Indeed, this open-endedness lay at the root of many of the New Left’s struggles to convert their energy into concrete achievements. Put tritely: They lived, they loved, and they lost (their political momentum). Things haven’t changed much since. President Obama has spent the last few years learning that coalitions built around ambiguous expectations are notoriously hard to keep satisfied—let alone mobilized.

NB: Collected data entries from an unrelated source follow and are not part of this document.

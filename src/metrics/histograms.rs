//! Histograms for durations and sizes.

use std::sync::atomic::{AtomicU64, Ordering};
use std::time::{Duration, Instant};

/// Buckets (seconds) for control-plane operations: ticks, migrations, archives.
pub const OPERATION_BUCKETS: &[f64] = &[
    0.001, 0.005, 0.01, 0.05, 0.1, 0.5, 1.0, 5.0, 10.0, 30.0, 60.0, 300.0,
];

/// A cumulative histogram.
#[derive(Debug)]
pub struct Histogram {
    name: &'static str,
    help: &'static str,
    bounds: Vec<f64>,
    counts: Vec<AtomicU64>,
    sum_bits: AtomicU64,
    count: AtomicU64,
}

impl Histogram {
    /// Create a histogram with [`OPERATION_BUCKETS`].
    pub fn new(name: &'static str, help: &'static str) -> Self {
        Self::with_buckets(name, help, OPERATION_BUCKETS.to_vec())
    }

    /// Create a histogram with custom upper bounds.
    pub fn with_buckets(name: &'static str, help: &'static str, mut bounds: Vec<f64>) -> Self {
        bounds.sort_by(f64::total_cmp);
        let counts = bounds.iter().map(|_| AtomicU64::new(0)).collect();
        Self {
            name,
            help,
            bounds,
            counts,
            sum_bits: AtomicU64::new(0),
            count: AtomicU64::new(0),
        }
    }

    /// Metric name.
    pub fn name(&self) -> &'static str {
        self.name
    }

    /// Metric help text.
    pub fn help(&self) -> &'static str {
        self.help
    }

    /// Record one observation.
    pub fn observe(&self, value: f64) {
        self.count.fetch_add(1, Ordering::Relaxed);
        let _ = self
            .sum_bits
            .fetch_update(Ordering::Relaxed, Ordering::Relaxed, |bits| {
                Some((f64::from_bits(bits) + value).to_bits())
            });
        for (bound, count) in self.bounds.iter().zip(&self.counts) {
            if value <= *bound {
                count.fetch_add(1, Ordering::Relaxed);
            }
        }
    }

    /// Record a duration in seconds.
    pub fn observe_duration(&self, duration: Duration) {
        self.observe(duration.as_secs_f64());
    }

    /// Time a section; the duration is recorded when the timer drops.
    pub fn start_timer(&self) -> HistogramTimer<'_> {
        HistogramTimer {
            histogram: self,
            start: Instant::now(),
        }
    }

    /// Copy of the current state.
    pub fn snapshot(&self) -> HistogramSnapshot {
        HistogramSnapshot {
            bounds: self.bounds.clone(),
            counts: self.counts.iter().map(|c| c.load(Ordering::Relaxed)).collect(),
            sum: f64::from_bits(self.sum_bits.load(Ordering::Relaxed)),
            count: self.count.load(Ordering::Relaxed),
        }
    }
}

/// Records elapsed time into a histogram on drop.
pub struct HistogramTimer<'a> {
    histogram: &'a Histogram,
    start: Instant,
}

impl HistogramTimer<'_> {
    /// Elapsed time so far.
    pub fn elapsed(&self) -> Duration {
        self.start.elapsed()
    }
}

impl Drop for HistogramTimer<'_> {
    fn drop(&mut self) {
        self.histogram.observe_duration(self.start.elapsed());
    }
}

/// Point-in-time copy of a histogram.
#[derive(Debug, Clone, PartialEq)]
pub struct HistogramSnapshot {
    /// Bucket upper bounds.
    pub bounds: Vec<f64>,
    /// Cumulative counts per bound.
    pub counts: Vec<u64>,
    pub sum: f64,
    pub count: u64,
}

impl HistogramSnapshot {
    /// Mean of all observations, 0 when empty.
    pub fn mean(&self) -> f64 {
        if self.count == 0 {
            0.0
        } else {
            self.sum / self.count as f64
        }
    }
}

#[cfg(test)]
mod tests {
    use super::*;

    #[test]
    fn test_observe_is_cumulative() {
        let h = Histogram::with_buckets("tick_seconds", "Tick duration", vec![1.0, 0.1, 10.0]);
        h.observe(0.05);
        h.observe(0.5);
        h.observe(20.0);

        let snap = h.snapshot();
        assert_eq!(snap.bounds, vec![0.1, 1.0, 10.0]);
        assert_eq!(snap.counts, vec![1, 2, 2]);
        assert_eq!(snap.count, 3);
        assert!((snap.mean() - 20.55 / 3.0).abs() < 1e-9);
    }

    #[test]
    fn test_timer_records_on_drop() {
        let h = Histogram::new("migration_seconds", "Migration duration");
        {
            let _timer = h.start_timer();
        }
        assert_eq!(h.snapshot().count, 1);
    }
}
//! Hot-partition detection and rebalancing.
//!
//! A partition is hot when its consumed capacity or item count crosses a
//! threshold. Each hot partition gets one of four strategies:
//!
//! ```text
//!   item_count > threshold ──► SPLIT         two children, items dealt evenly
//!   rcu > threshold        ──► CACHE         event to the surrounding service
//!   wcu > threshold        ──► REDISTRIBUTE  move items to cool siblings
//!   otherwise              ──► THROTTLE      event to the surrounding service
//! ```
//!
//! Only one rebalance or lifecycle action may touch a partition at a time;
//! [`PartitionLocks`] is shared with the lifecycle manager for that purpose.

mod executor;
mod locks;
mod manager;
mod strategy;

pub use locks::{PartitionGuard, PartitionLocks};
pub use manager::{
    HotPartitionManager, MonitorState, RebalanceEvent, RebalanceResult, TickReport,
};
pub use strategy::{
    is_hot, rank_by_priority, select_strategy, HotPartitionRecord, RebalanceStrategy,
};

Fortunately, love isn’t the only path to liberals’ passions—nor is it the only way to get them to use more compelling moral rhetoric. Liberals have frequently inspired activists and connected them to elites by other means. As Kazin has argued in earlier works, many twentieth-century liberal organizers leaned heavily upon American yearnings for equality and community. They sought to indict their country when it was wrong in order to pull it toward those better angels of its nature.
Take an easy example: Whatever its failings, the Occupy Movement stands as the only recent liberal mobilization of national significance. Occupiers sang songs to fairness, fraternity, equality, and—yes—liberty in order to “transcend the divisions among Americans,” but they largely left love on the sidelines. Put another way, they leaned upon deeply ingrained American ethical commitments—a fair chance at individual self-determination, equality before the law, decent community life for all citizens, and transparent institutions.
In cynical times like ours, liberals might consider pulling on other heartstrings. Love is as risky and challenging as it is tempting. Much as we might hope for a spontaneous outbreak of compassion, an organized movement for justice, fairness, or equality is likely the best we can currently expect (if, that is, the left is both hard-working and fortunate).